Ini Alasan untuk Menyesuaikan Harga Pertalite dan Pertamax

 

NERACA

Jakarta – Direktur Eksekutif Energy Watch, Mamit Setiawan menilai sudah sepatutnya Pertamina diberikan keleluasaan untuk menyesuaikan harga BBM umum. Hal itu tak terlepas dari kenaikan harga minyak dunia yang mencapai level tertinggi sejak Oktober 2014 dimana untuk jenis Brent di level U$ 88.70/ bbl dan WTI di level US$ 85.86/ bbl.

"Dengan membaiknya ekonomi global dimana hal ini membuat permintaan akan komoditas energi mengalami peningkatan yang cukup signifikan, tetapi disisi lain pasokan masih terbatas. Sesuai dengan hukum ekonomi terkait pasokan dan permintaan, maka akan mengerek harga komoditas termasuk harga minyak dunia,” ujar Mamit, seperti dikutip dalam keterangannya, Senin (24/1).

Mamit menyampaikan, mengingat Pertalite dan Pertamax ini masuk ke dalam jenis BBM Umum, maka Pertamina harus menanggung selisih harga kedua jenis bbm umum tersebut sehingga kondisi ini menekan keuangan Pertamina khususnya Pertamina Patra Niaga sebagai sub holding Commercial and Trading.

"Berdasarkan data, sepanjang 2021 kemarin harga MOPS rata-rata sudah di atas US$ 80 per barelnya. Jika di hitung dengan formula harga sesuai dengan KepMen ESDM 62/2020 maka selisih harga jual dengan keekonomian mencapai Rp 2.500 sampai Rp 3.500 perliter untuk bbm jenis Pertamax dan Pertalite.

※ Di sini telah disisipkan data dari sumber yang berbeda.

use serde::{Deserialize, Deserializer, Serialize};
use std::collections::HashMap;
use std::fmt;

/// Index of a node inside one [`PageSnapshot`]. Only meaningful for the
/// snapshot epoch that produced it.
pub type NodeId = u32;

/// Custom deserializer for HashMap<String, String> that filters out null values.
/// The page runtime reports missing attributes as null.
fn deserialize_nullable_string_map<'de, D>(
    deserializer: D,
) -> Result<HashMap<String, String>, D::Error>
where
    D: Deserializer<'de>,
{
    let map: HashMap<String, Option<String>> = HashMap::deserialize(deserializer)?;
    Ok(map
        .into_iter()
        .filter_map(|(k, v)| v.map(|val| (k, val)))
        .collect())
}

/// Actions executed by the page runtime (`window.FormSense.process`).
#[derive(Debug, Clone, Serialize, Deserialize)]
#[serde(tag = "action", rename_all = "snake_case")]
pub enum PageAction {
    Snapshot(SnapshotRequest),
    Apply(ApplyRequest),
}

#[derive(Debug, Clone, Serialize, Deserialize, Default)]
pub struct SnapshotRequest {
    /// Selector queries answered against the same node registry.
    #[serde(default, skip_serializing_if = "Vec::is_empty")]
    pub queries: Vec<NodeQuery>,
}

impl SnapshotRequest {
    pub fn with_query(query: NodeQuery) -> Self {
        Self {
            queries: vec![query],
        }
    }
}

#[derive(Debug, Clone, PartialEq, Serialize, Deserialize)]
#[serde(tag = "kind", content = "expr", rename_all = "snake_case")]
pub enum NodeQuery {
    Css(String),
    Xpath(String),
}

#[derive(Debug, Clone, Serialize, Deserialize)]
pub struct ApplyRequest {
    pub epoch: u64,
    pub steps: Vec<PlannedStep>,
}

/// One DOM mutation or synthetic event aimed at a snapshot node.
#[derive(Debug, Clone, PartialEq, Serialize, Deserialize)]
pub struct PlannedStep {
    pub node: NodeId,
    pub step: DomStep,
}

impl PlannedStep {
    pub fn new(node: NodeId, step: DomStep) -> Self {
        Self { node, step }
    }
}

#[derive(Debug, Clone, PartialEq, Serialize, Deserialize)]
#[serde(tag = "op", rename_all = "snake_case")]
pub enum DomStep {
    ScrollIntoView,
    Focus,
    SetValue { value: String },
    SetSelectedIndex { index: usize },
    SetTextContent { text: String },
    Click,
    Dispatch { event: DomEvent },
    Submit,
}

#[derive(Debug, Clone, Copy, PartialEq, Eq, Serialize, Deserialize)]
#[serde(rename_all = "lowercase")]
pub enum DomEvent {
    Input,
    Change,
    Blur,
}

impl DomEvent {
    pub fn as_str(&self) -> &'static str {
        match self {
            DomEvent::Input => "input",
            DomEvent::Change => "change",
            DomEvent::Blur => "blur",
        }
    }
}

/// Responses received from the page runtime.
#[derive(Debug, Clone, Serialize, Deserialize)]
#[serde(tag = "status", rename_all = "snake_case")]
pub enum PageResponse {
    Ok {
        data: PageData,
        #[serde(default)]
        warnings: Vec<String>,
    },
    Error {
        code: String,
        message: String,
        #[serde(default)]
        details: Option<serde_json::Value>,
    },
}

#[derive(Debug, Clone, Serialize, Deserialize)]
#[serde(tag = "kind", rename_all = "snake_case")]
pub enum PageData {
    Snapshot(Box<PageSnapshot>),
    Applied(ApplyOutcome),
}

#[derive(Debug, Clone, Serialize, Deserialize, Default)]
pub struct PageSnapshot {
    #[serde(default)]
    pub url: String,
    #[serde(default)]
    pub title: String,
    pub epoch: u64,
    pub nodes: Vec<SnapshotNode>,
    #[serde(default)]
    pub query_matches: Vec<QueryMatch>,
}

#[derive(Debug, Clone, Serialize, Deserialize, Default)]
pub struct QueryMatch {
    #[serde(default)]
    pub nodes: Vec<NodeId>,
    #[serde(default, skip_serializing_if = "Option::is_none")]
    pub error: Option<String>,
}

#[derive(Debug, Clone, Copy, PartialEq, Eq, Serialize, Deserialize, Default)]
#[serde(rename_all = "snake_case")]
pub enum NodeKind {
    #[default]
    Element,
    Text,
}

#[derive(Debug, Clone, Serialize, Deserialize)]
pub struct SnapshotNode {
    pub id: NodeId,
    #[serde(default)]
    pub kind: NodeKind,
    /// Lower-cased tag name; empty for text nodes.
    #[serde(default)]
    pub tag: String,
    /// Character data of a text node.
    #[serde(default)]
    pub text: String,
    #[serde(default, deserialize_with = "deserialize_nullable_string_map")]
    pub attributes: HashMap<String, String>,
    #[serde(default)]
    pub parent: Option<NodeId>,
    #[serde(default)]
    pub children: Vec<NodeId>,
    #[serde(default)]
    pub style: ComputedStyle,
    #[serde(default)]
    pub rect: Rect,
    #[serde(default)]
    pub offset_parent: bool,
    #[serde(default)]
    pub state: FormState,
}

impl SnapshotNode {
    pub fn attr(&self, name: &str) -> Option<&str> {
        self.attributes.get(name).map(String::as_str)
    }

    /// Attribute value, treating empty strings as absent.
    pub fn non_empty_attr(&self, name: &str) -> Option<&str> {
        self.attr(name).filter(|v| !v.trim().is_empty())
    }

    pub fn is_element(&self) -> bool {
        self.kind == NodeKind::Element
    }

    pub fn is_text(&self) -> bool {
        self.kind == NodeKind::Text
    }

    pub fn has_class(&self, class: &str) -> bool {
        self.attr("class")
            .is_some_and(|c| c.split_whitespace().any(|token| token == class))
    }

    pub fn classes(&self) -> Vec<String> {
        self.attr("class")
            .map(|c| c.split_whitespace().map(str::to_string).collect())
            .unwrap_or_default()
    }

    pub fn role(&self) -> Option<&str> {
        self.attr("role")
    }
}

#[derive(Debug, Clone, Serialize, Deserialize)]
#[serde(default)]
pub struct ComputedStyle {
    pub display: String,
    pub visibility: String,
    pub opacity: f32,
}

impl Default for ComputedStyle {
    fn default() -> Self {
        Self {
            display: "block".into(),
            visibility: "visible".into(),
            opacity: 1.0,
        }
    }
}

#[derive(Debug, Clone, Copy, PartialEq, Serialize, Deserialize, Default)]
pub struct Rect {
    pub x: f32,
    pub y: f32,
    pub width: f32,
    pub height: f32,
}

impl Rect {
    pub fn new(x: f32, y: f32, width: f32, height: f32) -> Self {
        Self {
            x,
            y,
            width,
            height,
        }
    }

    pub fn bottom(&self) -> f32 {
        self.y + self.height
    }

    pub fn right(&self) -> f32 {
        self.x + self.width
    }

    /// Width of the shared horizontal span of two boxes (0 when disjoint).
    pub fn horizontal_overlap(&self, other: &Rect) -> f32 {
        (self.right().min(other.right()) - self.x.max(other.x)).max(0.0)
    }
}

#[derive(Debug, Clone, Serialize, Deserialize, Default)]
#[serde(default)]
pub struct FormState {
    pub value: Option<String>,
    pub checked: bool,
    pub selected_index: Option<usize>,
    pub options: Vec<OptionEntry>,
}

#[derive(Debug, Clone, PartialEq, Eq, Serialize, Deserialize)]
pub struct OptionEntry {
    pub value: String,
    pub text: String,
}

impl OptionEntry {
    pub fn new(value: impl Into<String>, text: impl Into<String>) -> Self {
        Self {
            value: value.into(),
            text: text.into(),
        }
    }
}

/// State read back from the page after a plan was applied.
#[derive(Debug, Clone, Serialize, Deserialize, Default)]
#[serde(default)]
pub struct ApplyOutcome {
    pub applied: usize,
    #[serde(skip_serializing_if = "Option::is_none")]
    pub value: Option<String>,
    #[serde(skip_serializing_if = "Option::is_none")]
    pub checked: Option<bool>,
    #[serde(skip_serializing_if = "Option::is_none")]
    pub selected_text: Option<String>,
    #[serde(skip_serializing_if = "Option::is_none")]
    pub selected_value: Option<String>,
}

/// Semantic kind of a form field.
#[derive(Debug, Clone, PartialEq, Eq, Hash, Serialize, Deserialize)]
#[serde(into = "String", from = "String")]
pub enum FieldType {
    Text,
    Textarea,
    Select,
    Checkbox,
    Radio,
    ContentEditable,
    /// Any other `<input type=...>` kept verbatim (email, number, date, ...).
    Input(String),
    Unknown,
}

/// Input types that accept free text entry.
const TEXT_ENTRY_INPUT_TYPES: &[&str] = &["email", "tel", "url", "search", "password", "number"];

impl FieldType {
    pub fn as_str(&self) -> &str {
        match self {
            FieldType::Text => "text",
            FieldType::Textarea => "textarea",
            FieldType::Select => "select",
            FieldType::Checkbox => "checkbox",
            FieldType::Radio => "radio",
            FieldType::ContentEditable => "contenteditable",
            FieldType::Input(kind) => kind.as_str(),
            FieldType::Unknown => "unknown",
        }
    }

    pub fn is_choice(&self) -> bool {
        matches!(self, FieldType::Checkbox | FieldType::Radio)
    }

    /// Plain text fields: free-text inputs and textareas.
    pub fn is_plain_text(&self) -> bool {
        match self {
            FieldType::Text | FieldType::Textarea => true,
            FieldType::Input(kind) => TEXT_ENTRY_INPUT_TYPES.contains(&kind.as_str()),
            _ => false,
        }
    }
}

impl From<String> for FieldType {
    fn from(value: String) -> Self {
        match value.to_ascii_lowercase().as_str() {
            "" | "text" => FieldType::Text,
            "textarea" => FieldType::Textarea,
            "select" | "select-one" | "select-multiple" => FieldType::Select,
            "checkbox" => FieldType::Checkbox,
            "radio" => FieldType::Radio,
            "contenteditable" => FieldType::ContentEditable,
            "unknown" => FieldType::Unknown,
            other => FieldType::Input(other.to_string()),
        }
    }
}

impl From<FieldType> for String {
    fn from(value: FieldType) -> Self {
        value.as_str().to_string()
    }
}

impl fmt::Display for FieldType {
    fn fmt(&self, f: &mut fmt::Formatter<'_>) -> fmt::Result {
        f.write_str(self.as_str())
    }
}

/// Description of one visible form field, produced by detection and mapping.
#[derive(Debug, Clone, PartialEq, Serialize, Deserialize)]
pub struct FieldMetadata {
    pub label: String,
    pub name: String,
    pub id: String,
    #[serde(rename = "type")]
    pub field_type: FieldType,
    pub required: bool,
    pub placeholder: String,
    #[serde(default, skip_serializing_if = "Vec::is_empty")]
    pub options: Vec<OptionEntry>,
    #[serde(default, skip_serializing_if = "Vec::is_empty")]
    pub radio_options: Vec<OptionEntry>,
    pub selector: String,
    #[serde(default, skip_serializing_if = "Option::is_none")]
    pub xpath: Option<String>,
    #[serde(default, skip_serializing_if = "Option::is_none")]
    pub example: Option<String>,
}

Dengan kondisi sepanjang 2021 penjualan BBM Pertalite adalah 47% dari penjualan BBM nasional dan Pertamax 11% dari penjualan nasional. Adapun penjualan BBM nasional berdasarkan data Pertamina sampai kuartal III/2021 sebesar 34 juta kiloliter (KL) dan prognosa  saya sampai akhir 2021 sebesar 48 juta kiloliter (KL). Jika kitas simulasikan dengan 47% dari 48 juta kiloliter, maka Pertalite menyumbang 22.5 juta kiloliter (KL) dan Pertamax sebesar 5.3 juta kiloliter (KL) dari penjualan nasional. Kemudian kita kalikan dengan selisih harga dari kedua produk BBM tersebut, maka akan bisa dihitung potensi nilai selisih yang harus ditanggung Pertamina. Hal ini bisa dipastikan membuat beban keuangan Pertamina Patra Niaga sangat berat, dampaknya adalah keuangan Pertamina saat dilakukan konsolidasi bisa terpukul cukup dalam,” urai Mamit.

Oleh karena itu, Mamit meminta kepada Pemerintah untuk mencari solusi terkait dengan hal ini. Pemerintah harus memberikan kebebasan bagi Pertamina Patra Niaga untuk melakukan penyesuaian terhadap harga Pertalite dan Pertamax mengingat badan usaha swasta lain sudah beberapa kali menyesuaikan harga produk mereka.

“Saat ini harga bbm RON 90 di SPBU milik BP-AKR adalah Rp 12.500 perliter dan Ron 92 yang di jual oleh BP-AKR adalah Rp 12.860 perliter, SHELL Rp 12.040 perliter dan VIVO Rp 11.900 perliter. Bisa dilihat selisih harga untuk produk yang sama dengan produk Pertamina sangat jauh sekali dimana untuk RON 90 sebesar Rp 7.650 perliter atau selisih Rp 4.850 dengan harga jual BP-AKR dan RON 92 sebesar Rp 9.000 perliter atau selisih Rp 3000 perliter dengan produk BBM milik SPBU swasta,” jelas Mamit.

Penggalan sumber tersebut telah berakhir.